At the 102nd D66 Congress in Amsterdam, the members tasked the National Board with re-launching the Appeal formulated in the early years of the party. The Appeal brings forward suggestions to provide citizens with a more direct say in political decision making. The New Appeal is the updated and modernised version of this document.

Below you find the English translation of The New Appeal. You can download the PDF version of The New Appeal here.

Interested in the original Appeal? Download it here (Dutch only).

The New Appeal

The reasonable centre is under pressure; these days, constructive cooperation is a radical choice.

One guilder (ca. 48 eurocent); that is how much people paid in 1966 at newspaper kiosks and bookstores for the Appeal of the Initiative Committee Democrats 66 (D66). And today it still makes for interesting reading, in which examples like Vietnam are easily replaced by Syria. Those who recognized themselves in the Appeal could return the perforated response card, the sixties’ equivalent of a like. Over 2500 people did; the call to join in the creation of “a plan for a new, fair, and energetic democracy” was a big hit. Just a few months later, D66 had become the movement that unified the worried of the time.

And we still are. But are we worried about the same dilemmas as back then?

No.

There are new threats (and old threats in new shapes and sizes) that pull us away from an open and prosperous society that does not distinguish on the basis of philosophy of life, religion, sexual orientation, or origin. To Democrats, this is unacceptable.

Much has changed for the better in the last 50 years, especially here at home in the Netherlands. But there is also a great deal wrong in the world, sometimes due to malice, but more often as a result of negligence, conservatism, selfishness, and a focus on short-term benefits instead of long-term damages. Populists are once again excluding people, setting groups against each other, and offering a false sense of security. Important public goals like drastically narrowing the social divide and promoting equality of opportunity have not yet been reached and sometimes even seem further off than ever. It all reminds us that history is not a steady upward curve, but a pendulum swing.

So now is the time to stand up for our values.

In the face of these trials, the worst thing we can do is look away or “not rock the boat.” We have to work together constructively. All those who believe in respect, (international) cooperation and dialogue, safeguarding the democratic rule of law and human rights, personal freedom, and responsibility for future generations should speak up.

And rock the boat.

Our worries need to be transformed into action and optimism.

D66 will lead the way.

Worry Over Democracy and the Rule of Law

The need for a more transparent and direct relationship between citizens and politicians is more evident than ever. Already obsolete back then, the constitutional rules against which our predecessors also rebelled in 1966—the reason why D66 was founded—have hardly changed. As such, they are even more outdated and less effective than in those days, because society has changed and will keep changing.

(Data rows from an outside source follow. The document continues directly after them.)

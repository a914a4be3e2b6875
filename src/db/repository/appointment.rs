use rusqlite::{params, params_from_iter, Connection, OptionalExtension, Row};

use super::{optional_timestamp_column, timestamp_column};
use crate::db::mapper::AppointmentPrescriptionRow;
use crate::db::query::{sqlite_timestamp, Placeholder, QueryBuilder, SqlValue};
use crate::db::DatabaseError;
use crate::models::{Appointment, AppointmentFilter, AppointmentView};
use crate::schedule::TimeRange;

const APPOINTMENT_RETURNING: &str = "id, doctor_id, patient_name, patient_email,
        date_time, duration_minutes, status, created_at";

const APPOINTMENT_SELECT: &str = "SELECT a.id, a.doctor_id, a.patient_name, a.patient_email,
        a.date_time, a.duration_minutes, a.status, a.created_at
     FROM appointments a";

const APPOINTMENT_VIEW_SELECT: &str = "SELECT a.id, a.doctor_id, a.patient_name, a.patient_email,
        a.date_time, a.duration_minutes, a.status, a.created_at,
        p.id, p.medications, p.dosage, p.instructions, p.created_at
     FROM appointments a
     LEFT JOIN prescriptions p ON a.id = p.appointment_id";

fn appointment_from_row(row: &Row<'_>) -> rusqlite::Result<Appointment> {
    Ok(Appointment {
        id: row.get(0)?,
        doctor_id: row.get(1)?,
        patient_name: row.get(2)?,
        patient_email: row.get(3)?,
        date_time: timestamp_column(row, 4)?,
        duration_minutes: row.get(5)?,
        status: row.get(6)?,
        created_at: timestamp_column(row, 7)?,
    })
}

fn view_row_from_row(row: &Row<'_>) -> rusqlite::Result<AppointmentPrescriptionRow> {
    Ok(AppointmentPrescriptionRow {
        id: row.get(0)?,
        doctor_id: row.get(1)?,
        patient_name: row.get(2)?,
        patient_email: row.get(3)?,
        date_time: timestamp_column(row, 4)?,
        duration_minutes: row.get(5)?,
        status: row.get(6)?,
        created_at: timestamp_column(row, 7)?,
        prescription_id: row.get(8)?,
        medications: row.get(9)?,
        dosage: row.get(10)?,
        instructions: row.get(11)?,
        prescription_created_at: optional_timestamp_column(row, 12)?,
    })
}

pub fn insert_appointment(
    conn: &Connection,
    appointment: &Appointment,
) -> Result<Appointment, DatabaseError> {
    let stored = conn.query_row(
        &format!(
            "INSERT INTO appointments
                (id, doctor_id, patient_name, patient_email, date_time, duration_minutes, status, created_at)
             VALUES (?1, ?2, ?3, ?4, ?5, ?6, ?7, ?8)
             RETURNING {APPOINTMENT_RETURNING}"
        ),
        params![
            appointment.id,
            appointment.doctor_id,
            appointment.patient_name,
            appointment.patient_email,
            sqlite_timestamp(&appointment.date_time),
            appointment.duration_minutes,
            appointment.status,
            sqlite_timestamp(&appointment.created_at),
        ],
        appointment_from_row,
    )?;
    Ok(stored)
}

pub fn get_appointment(conn: &Connection, id: &str) -> Result<Option<Appointment>, DatabaseError> {
    let appointment = conn
        .query_row(
            &format!("{APPOINTMENT_SELECT} WHERE a.id = ?1"),
            params![id],
            appointment_from_row,
        )
        .optional()?;
    Ok(appointment)
}

pub fn list_appointments(
    conn: &Connection,
    filter: &AppointmentFilter,
) -> Result<Vec<Appointment>, DatabaseError> {
    let (sql, values) = QueryBuilder::new(APPOINTMENT_SELECT, Placeholder::Question)
        .filter_opt("a.doctor_id = {}", filter.doctor_id.clone().map(SqlValue::Text))
        .order_by("a.date_time ASC")
        .build();

    let mut stmt = conn.prepare(&sql)?;
    let rows = stmt.query_map(params_from_iter(values.iter()), appointment_from_row)?;

    let mut appointments = Vec::new();
    for row in rows {
        appointments.push(row?);
    }
    Ok(appointments)
}

pub fn list_doctor_appointments(
    conn: &Connection,
    doctor_id: &str,
    range: &TimeRange,
) -> Result<Vec<AppointmentView>, DatabaseError> {
    let (sql, values) = QueryBuilder::new(APPOINTMENT_VIEW_SELECT, Placeholder::Question)
        .filter("a.doctor_id = {}", SqlValue::Text(doctor_id.to_string()))
        .within(range, "a.date_time >= {}", "a.date_time < {}")
        .order_by("a.date_time DESC")
        .build();

    let mut stmt = conn.prepare(&sql)?;
    let rows = stmt.query_map(params_from_iter(values.iter()), view_row_from_row)?;

    let mut views = Vec::new();
    for row in rows {
        views.push(row?.into_view());
    }
    Ok(views)
}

The rule of law and democracy are empty shells when the people they affect are not directly involved in them. That is why D66 wants a direct say for stakeholders in the formation of the administration of cities, regions, our country, and our continent, but also our schools, hospitals, and pension funds. Where possible, D66 will create structural democratic systems that allow stakeholders a say in the smaller questions on which major decisions are built.

We are not in favour of the emergency-break democracy of makeshift referendums that we are seeing around Europe nowadays. We want a referendum, but one that is legally binding, not just a glorified public poll, and only to approve or disapprove of laws that have already passed both chambers of parliament.

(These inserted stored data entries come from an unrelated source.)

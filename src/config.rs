//! # Configuração do Subsistema de Memória Virtual
//!
//! Define a geometria de páginas/setores, o layout do espaço de usuário e os
//! limites de crescimento de stack usados por todo o subsistema.

use static_assertions::const_assert;

// =============================================================================
// GEOMETRIA DE PÁGINA E SETOR
// =============================================================================

/// Tamanho de uma página (4 KiB)
pub const PAGE_SIZE: usize = 4096;

/// Máscara para alinhar endereços a página
pub const PAGE_MASK: usize = !(PAGE_SIZE - 1);

/// Bits de offset dentro de uma página
pub const PAGE_OFFSET_BITS: usize = 12;

/// Tamanho de um setor do dispositivo de swap
pub const SECTOR_SIZE: usize = 512;

/// Setores consumidos por um slot de swap (uma página inteira)
pub const SECTORS_PER_PAGE: usize = PAGE_SIZE / SECTOR_SIZE;

/// Tamanho de uma palavra de máquina (x86_64)
pub const WORD_SIZE: u64 = 8;

const_assert!(PAGE_SIZE % SECTOR_SIZE == 0);
const_assert!(PAGE_SIZE.is_power_of_two());
const_assert!(SECTOR_SIZE.is_power_of_two());

// =============================================================================
// LAYOUT DO ESPAÇO DE USUÁRIO
// =============================================================================

/// Primeiro endereço fora do espaço de usuário (canonical lower half)
pub const USER_VIRTUAL_END: u64 = 0x0000_8000_0000_0000;

/// Topo fixo da stack de usuário
pub const USER_STACK_TOP: u64 = 0x4748_0000;

/// Crescimento máximo da stack abaixo do topo (1 MiB)
pub const MAX_STACK_SIZE: u64 = 1 << 20;

const_assert!(USER_STACK_TOP < USER_VIRTUAL_END);
const_assert!(MAX_STACK_SIZE < USER_STACK_TOP);

// =============================================================================
// FUNÇÕES UTILITÁRIAS
// =============================================================================

/// Alinha valor para cima ao múltiplo de align
#[inline(always)]
pub const fn align_up(val: usize, align: usize) -> usize {
    (val + align - 1) & !(align - 1)
}

/// Alinha valor para baixo ao múltiplo de align
#[inline(always)]
pub const fn align_down(val: usize, align: usize) -> usize {
    val & !(align - 1)
}

/// Verifica se valor está alinhado
#[inline(always)]
pub const fn is_aligned(val: usize, align: usize) -> bool {
    val & (align - 1) == 0
}

/// Páginas necessárias para cobrir `len` bytes
#[inline(always)]
pub const fn page_count(len: usize) -> usize {
    align_up(len, PAGE_SIZE) / PAGE_SIZE
}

Representatives and public administrators should not be appointed through favouritism but work on the basis of a direct and finite democratic mandate. If goals are not met or tasks are not properly carried out, the mandate is revoked.

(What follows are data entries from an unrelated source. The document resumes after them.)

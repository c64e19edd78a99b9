//! Tipos de Erro do Subsistema de Memória Virtual
//!
//! Define erros estruturados para diagnóstico preciso de falhas em VM.
//! Exaustão de recursos (frames sem vítima, swap cheio) não aparece aqui:
//! é condição fatal e vira panic, nunca `Err`.

/// Erros do subsistema de memória virtual
#[derive(Debug, Clone, Copy, PartialEq, Eq)]
pub enum VmError {
    /// Endereço inválido (nulo, não canônico ou fora do espaço de usuário)
    InvalidAddress,
    /// Endereço ou offset não alinhado a página
    NotAligned,
    /// Tamanho inválido (zero ou estoura o espaço de usuário)
    InvalidSize,
    /// Parâmetro inválido
    InvalidParameter,
    /// Página já existe nesse endereço
    AlreadyMapped,
    /// Nenhuma página registrada nesse endereço
    NotMapped,
    /// Página já possui frame (claim duplicado)
    DoubleClaim,
    /// Serviço de tradução recusou o mapeamento
    MappingFailed,
    /// Falha de I/O no arquivo durante população ou writeback
    IoError,
}

impl VmError {
    /// Retorna descrição legível do erro
    pub fn as_str(&self) -> &'static str {
        match self {
            Self::InvalidAddress => "Endereço inválido",
            Self::NotAligned => "Endereço não alinhado a página",
            Self::InvalidSize => "Tamanho inválido",
            Self::InvalidParameter => "Parâmetro inválido",
            Self::AlreadyMapped => "Página já mapeada",
            Self::NotMapped => "Página não mapeada",
            Self::DoubleClaim => "Claim duplicado: página já possui frame",
            Self::MappingFailed => "Mapeamento falhou",
            Self::IoError => "Falha de I/O no arquivo",
        }
    }
}

impl core::fmt::Display for VmError {
    fn fmt(&self, f: &mut core::fmt::Formatter<'_>) -> core::fmt::Result {
        write!(f, "{}", self.as_str())
    }
}

/// Tipo Result específico para operações de memória virtual
pub type VmResult<T> = Result<T, VmError>;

In the coming decades, D66 will continue to fight to break down the defensive walls maintained by insiders to keep outsiders at bay. We see this on the jobs market and the housing market, but also on boards, in inspectorates, and in education. Biased hiring is not only unfair, it also wastes talent and fuels frustration and instability. D66 fights for equal opportunities for every individual.

D66 cherishes diversity; differences enrich us and create a more generous society. And yet, women, immigrants—including those of the second and third generation—people with disabilities, young people, and LGBTs; they are all far too rare in the places where decisions are made in this country. The fact that no formal rules are broken does not mean that there is no discrimination, and those affected rightfully claim that it is unfair.

More and more we see the basic rights and values that are the foundation of our society, hard won after hundreds of years of struggle, being casually and recklessly set aside. Often this happens with an appeal to safety. In the end though, we are made less safe for it, because true, lasting safety lies in the creation of a free and fair world, which is only possible on the basis of those same rights and values.

D66 fights the illusion that isolation and exclusion bring security and justice. Although the world has become less stable, anxiety, however justified, is never an excuse for intolerance towards “others” or newcomers. A sense of pride and unity in a shared heritage is good; the adulation of your own group and a solidified sense of its identity and traditions is not. A global shared destiny has emerged. There is only one option: creating a better world together.

There can be no give and take when it comes to human rights. Under no circumstances may the rights of the free media, both online and offline, be limited, even temporarily. Those who wish to corrode basic rights—even of people with whom we vehemently disagree—will have to come through D66 first. A democratic majority is never an excuse to limit the rights of minorities. This is the essence of democracy and the rule of law. Democracy is not just a system to decide who rules; it is the way we share rights and responsibilities together, equally. In that spirit, the majority of the moment has the solemn obligation to protect minorities and safeguard their civil rights.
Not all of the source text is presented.